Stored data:
=== Begin Enclosure ===

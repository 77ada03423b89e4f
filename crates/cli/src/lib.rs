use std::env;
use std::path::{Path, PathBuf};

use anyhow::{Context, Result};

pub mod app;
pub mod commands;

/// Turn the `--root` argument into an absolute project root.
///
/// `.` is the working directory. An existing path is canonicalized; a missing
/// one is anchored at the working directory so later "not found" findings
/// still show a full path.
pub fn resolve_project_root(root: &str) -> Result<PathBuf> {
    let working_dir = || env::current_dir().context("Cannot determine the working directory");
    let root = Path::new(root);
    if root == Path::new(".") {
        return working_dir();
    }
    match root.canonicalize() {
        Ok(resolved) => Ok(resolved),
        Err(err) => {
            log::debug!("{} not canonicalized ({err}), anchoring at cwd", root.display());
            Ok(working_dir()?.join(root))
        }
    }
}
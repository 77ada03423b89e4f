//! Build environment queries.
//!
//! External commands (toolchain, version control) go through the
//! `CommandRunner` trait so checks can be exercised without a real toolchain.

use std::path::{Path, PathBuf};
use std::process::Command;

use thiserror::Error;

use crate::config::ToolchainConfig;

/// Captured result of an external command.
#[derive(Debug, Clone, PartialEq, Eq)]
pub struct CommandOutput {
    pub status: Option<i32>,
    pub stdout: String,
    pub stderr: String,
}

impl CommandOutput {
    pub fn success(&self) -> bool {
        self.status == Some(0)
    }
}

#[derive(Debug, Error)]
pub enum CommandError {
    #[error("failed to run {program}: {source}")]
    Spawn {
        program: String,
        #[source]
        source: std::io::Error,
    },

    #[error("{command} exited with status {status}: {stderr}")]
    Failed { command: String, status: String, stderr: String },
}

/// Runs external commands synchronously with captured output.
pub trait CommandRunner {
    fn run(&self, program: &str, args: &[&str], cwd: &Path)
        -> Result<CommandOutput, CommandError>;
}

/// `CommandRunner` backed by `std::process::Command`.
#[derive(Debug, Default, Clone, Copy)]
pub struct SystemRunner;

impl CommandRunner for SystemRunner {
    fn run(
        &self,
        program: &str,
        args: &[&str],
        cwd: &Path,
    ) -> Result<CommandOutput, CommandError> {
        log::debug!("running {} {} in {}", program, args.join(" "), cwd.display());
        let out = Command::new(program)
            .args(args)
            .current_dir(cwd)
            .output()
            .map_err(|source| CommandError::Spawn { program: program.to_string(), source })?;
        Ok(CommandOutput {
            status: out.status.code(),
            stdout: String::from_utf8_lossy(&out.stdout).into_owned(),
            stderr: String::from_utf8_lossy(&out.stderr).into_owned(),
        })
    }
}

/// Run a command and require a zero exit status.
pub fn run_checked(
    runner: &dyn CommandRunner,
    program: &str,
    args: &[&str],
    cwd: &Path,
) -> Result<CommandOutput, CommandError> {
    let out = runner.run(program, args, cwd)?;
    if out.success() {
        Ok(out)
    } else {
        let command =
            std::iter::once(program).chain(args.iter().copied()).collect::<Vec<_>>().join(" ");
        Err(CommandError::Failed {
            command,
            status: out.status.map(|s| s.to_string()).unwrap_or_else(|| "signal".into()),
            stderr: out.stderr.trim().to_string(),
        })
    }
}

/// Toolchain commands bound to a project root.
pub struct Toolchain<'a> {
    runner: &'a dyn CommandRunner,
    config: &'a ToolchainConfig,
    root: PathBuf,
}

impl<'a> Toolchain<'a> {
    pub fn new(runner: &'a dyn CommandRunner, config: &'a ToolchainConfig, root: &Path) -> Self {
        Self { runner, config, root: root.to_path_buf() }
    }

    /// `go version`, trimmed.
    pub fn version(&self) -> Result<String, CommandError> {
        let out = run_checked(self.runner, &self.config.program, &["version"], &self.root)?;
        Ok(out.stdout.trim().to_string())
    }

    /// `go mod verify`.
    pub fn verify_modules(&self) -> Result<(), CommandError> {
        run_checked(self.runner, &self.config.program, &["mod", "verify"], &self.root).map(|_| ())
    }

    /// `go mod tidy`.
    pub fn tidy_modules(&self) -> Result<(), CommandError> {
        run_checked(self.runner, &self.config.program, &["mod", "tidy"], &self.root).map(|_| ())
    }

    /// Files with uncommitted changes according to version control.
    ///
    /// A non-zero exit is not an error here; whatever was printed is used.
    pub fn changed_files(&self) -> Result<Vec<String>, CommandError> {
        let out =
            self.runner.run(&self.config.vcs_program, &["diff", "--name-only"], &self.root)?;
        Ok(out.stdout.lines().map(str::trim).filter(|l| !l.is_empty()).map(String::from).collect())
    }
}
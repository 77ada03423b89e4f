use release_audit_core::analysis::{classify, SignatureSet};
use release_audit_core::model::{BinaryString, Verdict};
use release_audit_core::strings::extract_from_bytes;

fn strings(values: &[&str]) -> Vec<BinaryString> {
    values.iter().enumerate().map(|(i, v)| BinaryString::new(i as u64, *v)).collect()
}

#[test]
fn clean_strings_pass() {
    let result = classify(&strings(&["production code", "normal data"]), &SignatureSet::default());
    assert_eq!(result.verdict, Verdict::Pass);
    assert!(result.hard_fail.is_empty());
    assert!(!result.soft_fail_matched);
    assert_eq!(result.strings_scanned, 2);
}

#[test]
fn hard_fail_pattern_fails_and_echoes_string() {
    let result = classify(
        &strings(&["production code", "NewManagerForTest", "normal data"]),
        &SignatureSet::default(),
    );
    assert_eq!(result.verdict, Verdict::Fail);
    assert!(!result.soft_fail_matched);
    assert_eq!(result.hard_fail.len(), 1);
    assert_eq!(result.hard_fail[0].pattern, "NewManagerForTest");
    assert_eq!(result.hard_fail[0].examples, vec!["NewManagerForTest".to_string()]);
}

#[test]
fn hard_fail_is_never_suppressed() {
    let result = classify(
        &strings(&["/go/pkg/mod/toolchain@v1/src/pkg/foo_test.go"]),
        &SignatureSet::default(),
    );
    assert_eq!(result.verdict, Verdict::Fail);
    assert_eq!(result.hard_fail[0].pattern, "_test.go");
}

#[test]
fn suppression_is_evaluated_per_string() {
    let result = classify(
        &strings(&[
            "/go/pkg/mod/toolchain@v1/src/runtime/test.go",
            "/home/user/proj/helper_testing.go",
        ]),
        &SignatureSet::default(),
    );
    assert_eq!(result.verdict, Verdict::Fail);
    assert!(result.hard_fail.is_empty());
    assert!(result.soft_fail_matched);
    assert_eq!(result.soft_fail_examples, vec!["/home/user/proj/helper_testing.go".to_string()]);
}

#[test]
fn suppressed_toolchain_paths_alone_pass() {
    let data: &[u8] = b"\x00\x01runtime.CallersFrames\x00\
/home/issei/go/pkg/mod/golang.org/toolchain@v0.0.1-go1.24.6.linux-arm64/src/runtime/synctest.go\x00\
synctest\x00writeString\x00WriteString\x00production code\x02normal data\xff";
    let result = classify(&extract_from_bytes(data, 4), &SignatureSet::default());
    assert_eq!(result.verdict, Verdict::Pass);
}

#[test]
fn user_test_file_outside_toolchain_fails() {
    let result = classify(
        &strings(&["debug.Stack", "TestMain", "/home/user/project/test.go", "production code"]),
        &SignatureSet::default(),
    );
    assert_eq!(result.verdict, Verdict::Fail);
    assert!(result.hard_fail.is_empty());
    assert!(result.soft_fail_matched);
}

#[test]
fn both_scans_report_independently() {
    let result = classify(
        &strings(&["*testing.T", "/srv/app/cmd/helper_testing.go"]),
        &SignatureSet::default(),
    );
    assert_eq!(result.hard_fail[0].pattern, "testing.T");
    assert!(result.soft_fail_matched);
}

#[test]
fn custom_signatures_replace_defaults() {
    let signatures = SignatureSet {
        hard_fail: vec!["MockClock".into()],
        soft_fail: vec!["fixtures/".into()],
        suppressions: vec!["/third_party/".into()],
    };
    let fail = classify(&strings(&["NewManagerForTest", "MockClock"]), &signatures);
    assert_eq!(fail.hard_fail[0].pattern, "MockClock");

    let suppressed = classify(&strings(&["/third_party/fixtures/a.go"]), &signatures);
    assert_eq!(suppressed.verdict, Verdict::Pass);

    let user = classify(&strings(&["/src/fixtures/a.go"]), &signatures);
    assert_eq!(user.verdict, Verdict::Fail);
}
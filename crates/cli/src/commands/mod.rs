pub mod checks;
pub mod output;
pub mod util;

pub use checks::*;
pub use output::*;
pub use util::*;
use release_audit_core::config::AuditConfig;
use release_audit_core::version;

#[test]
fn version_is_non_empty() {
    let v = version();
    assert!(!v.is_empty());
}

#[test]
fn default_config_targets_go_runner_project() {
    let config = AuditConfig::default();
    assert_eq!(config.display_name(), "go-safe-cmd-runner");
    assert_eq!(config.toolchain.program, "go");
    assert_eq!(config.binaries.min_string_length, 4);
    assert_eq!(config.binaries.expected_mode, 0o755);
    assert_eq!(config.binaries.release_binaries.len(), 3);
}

=== End Enclosure ===
=== Begin Enclosure ===

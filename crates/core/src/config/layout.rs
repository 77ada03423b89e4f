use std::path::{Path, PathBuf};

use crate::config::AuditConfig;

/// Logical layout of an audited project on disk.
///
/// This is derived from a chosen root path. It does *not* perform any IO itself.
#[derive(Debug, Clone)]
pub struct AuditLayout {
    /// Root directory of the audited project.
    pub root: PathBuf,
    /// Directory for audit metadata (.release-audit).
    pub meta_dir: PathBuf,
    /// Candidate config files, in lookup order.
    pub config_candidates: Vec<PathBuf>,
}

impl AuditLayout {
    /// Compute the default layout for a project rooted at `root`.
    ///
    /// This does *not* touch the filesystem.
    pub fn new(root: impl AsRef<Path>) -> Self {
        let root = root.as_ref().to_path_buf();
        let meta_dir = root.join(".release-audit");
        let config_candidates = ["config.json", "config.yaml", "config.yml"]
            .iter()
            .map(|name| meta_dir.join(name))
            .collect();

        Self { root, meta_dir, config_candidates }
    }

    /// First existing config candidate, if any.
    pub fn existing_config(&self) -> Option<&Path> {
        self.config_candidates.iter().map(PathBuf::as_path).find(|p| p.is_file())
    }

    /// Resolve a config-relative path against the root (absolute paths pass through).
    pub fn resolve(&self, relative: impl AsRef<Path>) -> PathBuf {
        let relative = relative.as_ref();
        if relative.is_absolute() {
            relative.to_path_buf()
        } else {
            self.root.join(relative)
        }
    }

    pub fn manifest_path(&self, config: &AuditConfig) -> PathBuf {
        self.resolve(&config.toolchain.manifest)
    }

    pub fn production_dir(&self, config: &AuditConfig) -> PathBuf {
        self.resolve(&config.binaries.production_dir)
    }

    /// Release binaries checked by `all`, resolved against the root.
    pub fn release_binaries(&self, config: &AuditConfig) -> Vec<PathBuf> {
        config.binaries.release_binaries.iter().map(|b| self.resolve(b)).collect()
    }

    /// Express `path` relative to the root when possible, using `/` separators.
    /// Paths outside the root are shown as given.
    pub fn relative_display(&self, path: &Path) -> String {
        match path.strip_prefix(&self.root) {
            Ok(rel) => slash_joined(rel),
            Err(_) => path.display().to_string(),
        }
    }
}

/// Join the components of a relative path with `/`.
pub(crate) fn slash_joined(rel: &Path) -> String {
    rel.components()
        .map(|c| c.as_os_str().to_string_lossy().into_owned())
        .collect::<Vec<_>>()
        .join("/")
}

=== End Enclosure ===

YOUR ASSIGNMENT »
From the records above, copy every line that holds the word "code".

WRITTEN RESPONSE »
            status: out.status.code(),
    let result = classify(&strings(&["production code", "normal data"]), &SignatureSet::default());
        &strings(&["production code", "NewManagerForTest", "normal data"]),
synctest\x00writeString\x00WriteString\x00production code\x02normal data\xff";
        &strings(&["debug.Stack", "TestMain", "/home/user/project/test.go", "production code"]),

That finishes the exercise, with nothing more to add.